图13 青、红菱角皮乙酸乙酯相各浓度洗脱物对ABTS+自由基的清除能力

2.6.3 青、红菱角皮乙酸乙酯相各浓度洗脱物对FRAP的还原能力

青、红菱角皮乙酸乙酯相各浓度洗脱物对FRAP的还原能力测定结果见图14。还原力IC50值越小还原能力越强，反之亦然。青菱角皮乙酸乙酯相各浓度洗脱物对FRAP的还原力依次为40%＞30%＞50%＞20%＞60%。红菱角皮乙酸乙酯相各浓度洗脱物对FRAP还原能力依次为20%＞30%＞40%＞50%＞60%；20%，30%和40%浓度洗脱物还原能力：红菱角皮＞青菱角皮。50%和60%浓度洗脱物还原能力：青菱角皮＞红菱角皮。青菱角皮乙酸乙酯相40%浓度洗脱物还原能力优于其他浓度，还原力IC50值为58.173 μg/mL；红菱角皮乙酸乙酯相20%，30%和40%浓度洗脱物还原能力都优于其他浓度，还原力IC50值分别为37.762，45.448和51.071 μg/mL；VC还原力IC50值为96.169 μg/mL。

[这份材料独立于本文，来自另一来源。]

//! Lobbyframe event-log replay binary.
//!
//! # Usage
//!
//! ```bash
//! # Replay a captured session
//! lobbyframe-replay session.cbor
//!
//! # Watch every routing decision, with a tight tick budget
//! lobbyframe-replay session.cbor --log-level trace --max-events-per-tick 8
//!
//! # Let retention play out: one simulated second per tick
//! lobbyframe-replay session.cbor --tick-millis 1000
//! ```

use std::{path::PathBuf, time::Duration};

use clap::Parser;
use lobbyframe_app::RuntimeConfig;
use lobbyframe_cli::{ReplayConfig, replay_file};
use lobbyframe_core::{ClientConfig, SessionIdentity};
use tracing_subscriber::{EnvFilter, fmt, layer::SubscriberExt, util::SubscriberInitExt};

/// Lobbyframe event-log replay
#[derive(Parser, Debug)]
#[command(name = "lobbyframe-replay")]
#[command(about = "Replay a recorded lobby event log through the client runtime")]
#[command(version)]
struct Args {
    /// CBOR event log to replay
    log: PathBuf,

    /// Local user name for the session
    #[arg(long, default_value = "replay")]
    user_name: String,

    /// Local address for the session
    #[arg(long, default_value = "127.0.0.1")]
    local_address: String,

    /// Seconds finished or cancelled transfers stay visible
    #[arg(long, default_value = "30")]
    retention_secs: u64,

    /// Simulated milliseconds between two ticks
    #[arg(long, default_value = "100")]
    tick_millis: u64,

    /// Maximum events routed per tick
    #[arg(long, default_value = "256")]
    max_events_per_tick: usize,

    /// Log level (trace, debug, info, warn, error)
    #[arg(long, default_value = "info")]
    log_level: String,
}

fn main() -> Result<(), Box<dyn std::error::Error>> {
    let args = Args::parse();
    let filter =
        EnvFilter::try_from_default_env().unwrap_or_else(|_| EnvFilter::new(&args.log_level));

    tracing_subscriber::registry().with(fmt::layer()).with(filter).init();

    let config = ReplayConfig {
        identity: SessionIdentity::new(args.user_name, args.local_address),
        runtime: RuntimeConfig {
            client: ClientConfig { transfer_retention: Duration::from_secs(args.retention_secs) },
            max_events_per_tick: args.max_events_per_tick,
        },
        tick_interval: Duration::from_millis(args.tick_millis),
    };

    tracing::info!("Replaying {}", args.log.display());
    let summary = replay_file(&args.log, config)?;

    tracing::info!(
        records = summary.records,
        rejected = summary.rejected,
        ticks = summary.ticks,
        applied = summary.applied,
        unchanged = summary.unchanged,
        ignored = summary.ignored,
        swept = summary.swept,
        elapsed_ms = summary.elapsed.as_millis(),
        "replay complete"
    );
    tracing::info!(
        lobby = summary.lobby.as_deref().unwrap_or("<none>"),
        members = summary.members,
        chat_messages = summary.chat_messages,
        transfers = summary.transfers,
        connected = summary.connected,
        "final client state"
    );

    Ok(())
}
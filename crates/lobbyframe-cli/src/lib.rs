//! Event-log replay for the lobbyframe client.
//!
//! Feeds a recorded CBOR event log through the same [`lobbyframe_app::Runtime`]
//! a live client uses and reports what the client ended up believing. Useful
//! for reproducing a field report without a transport.

#![forbid(unsafe_code)]
#![deny(missing_docs)]

mod error;
mod replay;

pub use error::ReplayError;
pub use replay::{DEFAULT_TICK_INTERVAL, ReplayConfig, ReplaySummary, replay_file, replay_records};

图14 青、红菱角皮乙酸乙酯相各浓度洗脱物对FRAP的还原能力

3 结论

通过超声波辅助乙醇对青、红菱角皮中的抗氧化物质进行提取后，将得到的醇提物依次用石油醚、乙酸乙酯、正丁醇进行萃取，分别得到不同萃取相的抗氧化活性物质，并采用DPPH、ABTS+自由基清除活性及FRAP活性对其活性组分进行抗氧化活性研究。结果表明，青、红菱角皮抗氧化组分主要分布于乙酸乙酯萃取相中；青菱角皮乙酸乙酯萃取相对DPPH、ABTS+自由基清除率及FRAP活性的IC50值分别为22.827，145.055和25.169 μg/mL；红菱角皮乙酸乙酯萃取相对DPPH、ABTS自由基清除率及FRAP活性的IC50值分别为26.466，157.986和27.667 μg/mL。采用大孔树脂HP20对青、红菱角皮的乙酸乙酯相萃取物进行分离，并测定各浓度洗脱物的抗氧化活性。结果表明，青菱角皮乙酸乙酯相萃取物在40%乙醇洗脱后抗氧化性最佳，红菱角皮乙酸乙酯相萃取物在20%，30%和40%乙醇洗脱后的抗氧化活性较佳，青菱角皮抗氧化活性优于红菱角皮。

试验结果为回收利用菱角皮资源、提高产品附加值提供指导和理论依据，为开发菱角皮中多酚、黄酮类成分提供数据支持。